[Linux-ha-dev] Re: [DRBD-user] drbd peer outdater: higher level implementation?

Sat Sep 13 22:44:56 CEST 2008

On Sat, Sep 13, 2008 at 06:55:05PM +0200, Lars Marowsky-Bree wrote:
> On 2008-09-13T14:52:53, Lars Ellenberg <lars.ellenberg at linbit.com> wrote:
> 
> > so.
> > what you are suggeting is
> > 
> > when drbd loses replication link
> >   primary
> >      freezes and calles out to userland,
> >        telling heartbeat that the peer has "failed",
> >        in which case heartbeat would stop drbd on the secondary.
> >      either receives "secondary was stopped",
> >         maybe stores to meta data "_I_ am ahead of peer",
> >             (useful for cluster wide crash/reboot later)
> > 	and unfreezes
> >      or is being stopped itself
> >        (which would result in the node being self fenced, as the fs on
> >         top of drbd cannot be unmounted as drbd is freezed,...)
> >      or is even being shot as result of a cluster partition.
> > 
> >      so either primary continues to write,
> >      or it will soon look like a crashed primary.
> > 
> >   secondary
> >     sets a flag "primary may be ahead of me",
> >     then waits for
> >     either being stopped, in which case
> >       it would save to meta data "primary _IS_ ahead of me"
> >     or being told that the Primary was stopped
> >       when it would clear that flag again,
> >         maybe store to meta data "_I_ am ahead of peer"
> >       and then most likely soon after be promoted.
> 
> Okay, I think I have found a good name for the flag which I mean, and
> that should allow me to rephrase more clearly, and possibly simplify
> further Retry:
> 
> Unconnected secondary starts up with "peer state dirty", which is
> basically identical to "(locally) unsynced/inconsistent", but I think
> it's either to explain when I call it "peer dirty".

bad choice.
it has a meaning.
we have
uptodate (necessarily consistent),
consistent (not neccessarily uptodate)
outdated (consistent,
          but we know a more recent version existed at some point)
inconsistent.

with "dirty" I think of inconsistent.
that is something different than outdated.

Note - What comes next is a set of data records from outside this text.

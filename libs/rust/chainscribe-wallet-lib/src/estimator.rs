//! Fee & change estimation
//!
//! Sizes a candidate transaction under a plausible witness, multiplies the
//! virtual size by the fee rate (floored at 1 sat/vB), and decides whether a
//! change output survives. The decision needs two passes: dropping the change
//! output shrinks the transaction, so a remainder that cannot fund change at
//! the full size may still be affordable without it.

use bitcoin::{Transaction, Witness};
use tracing::debug;

use chainscribe_core::InscriptionContext;

use crate::error::Result;
use crate::signer::TxSigner;
use crate::types::FundingUtxo;

/// Index of the change output in a reveal candidate (dust sits at 0)
pub(crate) const REVEAL_CHANGE_VOUT: usize = 1;

/// Outcome of estimating a reveal-shaped transaction
#[derive(Debug, Clone, Copy, PartialEq, Eq)]
pub(crate) enum ChangeDecision {
    /// Keep the change output at this value
    Keep { fee: u64, change: u64 },
    /// Drop the change output; fee re-estimated without it
    Drop { fee: u64 },
    /// Even without change the balance cannot cover fee + fixed outputs
    Insufficient,
}

pub(crate) struct FeeEstimator {
    pub fee_rate: f64,
    pub min_change: u64,
}

impl FeeEstimator {
    fn fee_for_vsize(&self, vsize: usize) -> u64 {
        let fee = (vsize as f64 * self.fee_rate).ceil() as u64;
        fee.max(vsize as u64)
    }

    /// Estimate a commit: single funding input, single commitment output.
    ///
    /// The returned value is what the commitment output can carry after the
    /// fee; `None` means the funding output cannot cover the fee at all. The
    /// dry-run signature does not have to verify, it only has to occupy the
    /// bytes the real one will.
    pub(crate) fn estimate_commit(
        &self,
        signer: &mut TxSigner,
        candidate: &Transaction,
        funding: &FundingUtxo,
        key: &bitcoin::PrivateKey,
    ) -> Result<(u64, Option<u64>)> {
        let mut probe = candidate.clone();
        signer.sign_funding_input(&mut probe, 0, funding, key)?;
        let vsize = probe.vsize();
        let fee = self.fee_for_vsize(vsize);
        debug!(vsize, fee, funding = funding.value, "estimated commit");
        Ok((fee, funding.value.checked_sub(fee)))
    }

    /// Estimate a reveal candidate shaped `[dust, change]`.
    pub(crate) fn estimate_reveal(
        &self,
        candidate: &Transaction,
        context: &InscriptionContext,
        total_input: u64,
        fixed_output: u64,
    ) -> ChangeDecision {
        let fee = self.fee_for_vsize(reveal_vsize(candidate, context));
        if let Some(change) = total_input.checked_sub(fixed_output + fee) {
            if change >= self.min_change {
                debug!(fee, change, "estimated reveal");
                return ChangeDecision::Keep { fee, change };
            }
        }

        // Second pass without the change output.
        let mut trimmed = candidate.clone();
        trimmed.output.truncate(REVEAL_CHANGE_VOUT);
        let fee = self.fee_for_vsize(reveal_vsize(&trimmed, context));
        if total_input >= fixed_output + fee {
            debug!(fee, "estimated reveal with change dropped");
            ChangeDecision::Drop { fee }
        } else {
            debug!(fee, total_input, "reveal unaffordable");
            ChangeDecision::Insufficient
        }
    }
}

/// Virtual size of a reveal candidate under its future witness:
/// a zeroed 64-byte signature ahead of the real `[script, control_block]`.
fn reveal_vsize(candidate: &Transaction, context: &InscriptionContext) -> usize {
    let mut probe = candidate.clone();
    let mut witness = Witness::new();
    witness.push([0u8; 64]);
    let [script, control_block] = context.reveal_witness_suffix();
    witness.push(script);
    witness.push(control_block);
    probe.input[0].witness = witness;
    probe.vsize()
}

> After it connects (and possibly resynchronizes), it clears the
> "peer dirty" flag locally. (Assume that it both sides are secondary at
> this point; that'd be the default during a cluster start-up.)
> 
> When one side gets promoted, the other side sets the "peer dirty" flag
> locally.  When it demotes, both sides clear it. Basically, each side
> gets to clear it when it notices that the peer is demoted.  So far, so
> good.
> 
> Scenario A - the replication link goes down:
> 
> - Primary:
>   - Freezes IO.
>   - Calls out to user-space to "fail" the peer.
>   - Gets confirmation that peer is stopped (via RA notification).
>   - Resumes IO.
> 
> - Secondary:
>   - Simply gets stopped.
>   - It'll assume "peer dirty" anyway, until it reconnects and
>     resyncs.

how can it possibly reconnect and resync,
if it is stopped?

> Scenario A - primary fails:
> 
> - Primary:
>   - Is dead. ;-)
> 
> Secondary:
>   - Gets confirmation that peer is stopped.
>   - Clears inconsistent flag (capable to resume IO).

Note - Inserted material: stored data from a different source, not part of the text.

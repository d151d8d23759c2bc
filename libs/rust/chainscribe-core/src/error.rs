//! Error types for envelope compilation

use thiserror::Error;

/// Errors that can occur while compiling an inscription envelope
#[derive(Debug, Error, PartialEq, Eq)]
pub enum EnvelopeError {
    /// A single push exceeded the Tapscript element limit
    #[error("push data too large: {size} bytes (max 520)")]
    PushTooLarge { size: usize },

    /// The single-leaf Taproot commitment could not be built
    #[error("taproot commitment could not be finalized")]
    TaprootFinalize,
}

/// Result type for envelope operations
pub type EnvelopeResult<T> = Result<T, EnvelopeError>;
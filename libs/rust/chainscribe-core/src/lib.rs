//! CHAINSCRIBE Core Library
//!
//! This crate provides the protocol-level building blocks for packing
//! batches of ordinal-style inscriptions into linked chains of Taproot
//! transactions: the ordinals envelope compiler, the single-leaf Taproot
//! commitment, and the per-inscription context record that the planner,
//! estimator and signer share.
//!
//! # Example
//!
//! ```ignore
//! use chainscribe_core::{build_envelope_script, InscriptionContext, InscriptionPayload};
//!
//! let payload = InscriptionPayload::new("text/plain", b"hello".to_vec(), recipient);
//! let context = InscriptionContext::derive(&secp, internal_key, &payload, network)?;
//! println!("commit to {}", context.commit_address);
//! ```

mod context;
mod envelope;
mod error;

pub use context::*;
pub use envelope::*;
pub use error::*;

/// Protocol identifier pushed at the top of every envelope
pub const PROTOCOL_ID: [u8; 3] = *b"ord";

/// Envelope tag introducing the content type
pub const CONTENT_TYPE_TAG: u8 = 1;

/// Maximum push data size in Tapscript
pub const MAX_PUSH_SIZE: usize = 520;

/// Mempool ancestor/descendant policy cap on one chain
pub const MAX_TRANSACTIONS_PER_CHAIN: usize = 25;

/// Inscriptions one chain can carry (one commit plus up to 24 reveals)
pub const MAX_INSCRIPTIONS_PER_CHAIN: usize = MAX_TRANSACTIONS_PER_CHAIN - 1;

/// Default value of the dust-valued reveal output, in satoshis
pub const DEFAULT_REVEAL_VALUE: u64 = 546;

/// Default minimum value for a change output, in satoshis
pub const DEFAULT_MIN_CHANGE: u64 = 546;
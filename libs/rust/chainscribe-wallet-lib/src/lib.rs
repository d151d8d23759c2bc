//! # CHAINSCRIBE Wallet Library
//!
//! A Rust library that packs a batch of ordinal-style inscriptions onto the
//! Bitcoin chain by building, fee-estimating and signing linked chains of
//! Taproot transactions from a supplied set of funding outputs.
//!
//! Each funding output seeds one chain: a commit transaction locks the funds
//! into a P2TR output committing to the first inscription envelope, then up
//! to 24 reveal transactions each publish one envelope via script-path spend,
//! pay the dust output to the inscription recipient, and forward change to
//! the next commit address (or to the final change address at the tail).
//!
//! ## Quick Start
//!
//! ```rust,ignore
//! use chainscribe_wallet_lib::{ChainInscriber, InscribeRequest};
//!
//! let request = InscribeRequest::new(funding, inscriptions, change_address, network)
//!     .with_commit_fee_rate(2.0)
//!     .with_reveal_fee_rate(2.5);
//!
//! let result = ChainInscriber::new(request).run();
//! if result.success {
//!     for chain in &result.chains {
//!         for tx in &chain.txs {
//!             println!("{} {}", tx.txid, tx.hex);
//!         }
//!     }
//! }
//! ```
//!
//! The engine is synchronous and single-threaded; callers wanting
//! parallelism should run disjoint inscribers. Broadcasting, UTXO discovery
//! and fee bumping are out of scope — the result's [`LastTxInfo`] records
//! carry everything an external RBF module needs.
//!
//! ## Re-exports
//!
//! This crate re-exports `chainscribe-core` types for convenience.

mod assembler;
mod error;
mod estimator;
mod inscriber;
mod planner;
mod result;
mod signer;
mod types;

pub use chainscribe_core::{
    build_envelope_script, EnvelopeError, InscriptionContext, InscriptionPayload,
    DEFAULT_MIN_CHANGE, DEFAULT_REVEAL_VALUE, MAX_INSCRIPTIONS_PER_CHAIN,
    MAX_TRANSACTIONS_PER_CHAIN,
};

pub use error::{InscribeError, Result};
pub use inscriber::ChainInscriber;
pub use result::{ChainRecord, InscribeResult, LastTxInfo, TxOutRecord, TxRecord};
pub use signer::{AuxRand, TxSigner};
pub use types::{AddressKind, FundingUtxo, InscribeRequest};

/// Library version
pub const VERSION: &str = env!("CARGO_PKG_VERSION");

you still ignore _my_ scenario 2,
I fail to see why you think you cover it.

right now, without dopd, and this "all new dopd in higher levels with
notifications and stuff" does not exist yet, either
this is possible:

situation 2: "outdate needed or data jumps back in time"

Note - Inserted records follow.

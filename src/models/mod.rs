//! # Data Models
//!
//! Payloads shared by the demo controllers.

use serde::{Deserialize, Serialize};
use utoipa::ToSchema;

use crate::validation::{Validate, Violation, Violations, field_path, not_null, size};

/// Basic service information response
#[derive(Debug, Clone, Serialize, Deserialize, ToSchema)]
pub struct ServiceInfo {
    /// The name of the service
    pub service: String,
    /// The version of the service
    pub version: String,
}

impl Default for ServiceInfo {
    fn default() -> Self {
        Self {
            service: "fault-normalizer".to_string(),
            version: env!("CARGO_PKG_VERSION").to_string(),
        }
    }
}

/// Request body used by the validation demos
#[derive(Debug, Clone, Default, Serialize, Deserialize, ToSchema)]
pub struct TestRequestBody {
    /// Must not be null
    pub value: Option<String>,
    /// Must not be null, 1 to 255 characters
    pub value2: Option<String>,
}

impl Validate for TestRequestBody {
    fn validate(&self, path: &str) -> Violations {
        let mut violations = Violations::new();
        let value_path = field_path(path, "value");
        let value2_path = field_path(path, "value2");

        violations
            .check(not_null(&value_path, &self.value))
            .check(not_null(&value2_path, &self.value2))
            .check(size(&value2_path, self.value2.as_deref(), 1, 255))
            .check(values_equal(path, self));

        violations
    }
}

/// Class-level constraint: both values must match
fn values_equal(path: &str, body: &TestRequestBody) -> Option<Violation> {
    (body.value != body.value2).then(|| Violation::new(path, "Values not equal"))
}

    replication link breaks
    primary keeps writing
        (which means secondary has now stale data)
    primary crashes
    heartbeat promotes secondary to primary
    and goes online with stale data.

variation: instead of primary crash, cluster crash.
    cluster reboot, replication link still broken.
    how do we prevent heartbeat from chosing the "wrong" node for promotion?

dopd handles both.
how does your proposal?
by stopping the secondary when the replication link broke?
but that must not happen. how could it then possibly resync, ever?
and it won't work for the variation with the cluster crash.

> Scenario C - secondary fails:
> 
> Primary:
> - Same as A, actually, from the point of view of the primary.
> 
> Secondary:
> - Either gets fenced, or stopped.
> 
> 
> (Note that A/B/C could actually work for active/active too, as long as
> there's a way to ensure that only one side calls out to fail its peer,
> and the other one - for the sake of this scenario - behaves like a
> secondary.)
> 
> > some questions:
> >   wouldn't that "peer has failed" first trigger a monitor?
> 
> No; it'd translate to a direct stop.
> 
> >   wouldn't that mean that on monitor, a not connected secondary would
> >   have to report "failed", as otherwise it would not get stopped?
> >   wouldn't that prevent normal failover?
> 
> Monitoring definitions are a slightly different matter. The result of a
> monitor is not the same as the ability/preference to become master.
> Indeed a failed resource will never get promoted, but a happy resource
> needn't call crm_master and thus not become promotable.
> 
> I think "monitor" would refer exclusively to local health - local
> storage read/writable, drbd running, etc. 
> 
> >   if not,
> >   wouldn't heartbeat try to restart the "failed" secondary?
> >   what would happen?
> 
> It might try to restart. But if a secondary gets restarted, it'll know
> from the environment variables that a peer exists; if it can't connect
> to that, it should fail the start - alternatively, it'd be up and
> running, but have "outdated/peer is dirty" set anyway, and so never
> announce it's ability to "promote".
> 
> >   what does a secondary do when started, and it finds the
> >     "primary IS ahead of me" flag in meta data?
> >     refuse to start even as slave?
> >       (would prevent it from ever being resync'ed!)
> >     start as slave, but refuse to be promoted?
> 
> The latter.
> 
> > problem: secondary crash.
> >    secondary reboots,
> >    heartbeat rejoins the cluster.
> >    
> >    replication link is still broken.
> > 
> >    secondary does not have "primary IS ahead of me" flag in meta data
> >    as because of the crash there was no way to store that.
> 
> >    would heartbeat try to start drbd (slave) here?
> >    what would trigger the "IS ahead of me" flag get stored on disk?
> 
> See above; it would _always_ come up with the assumption that "peer is
> dirty",

lets call it "peer may be more recent".

> and thus refuse to promote. No need to store anything on disk;
> it is the default assumption.

then you can never go online after cluster crash,
unless all drbd nodes come up _and_ can establish connection.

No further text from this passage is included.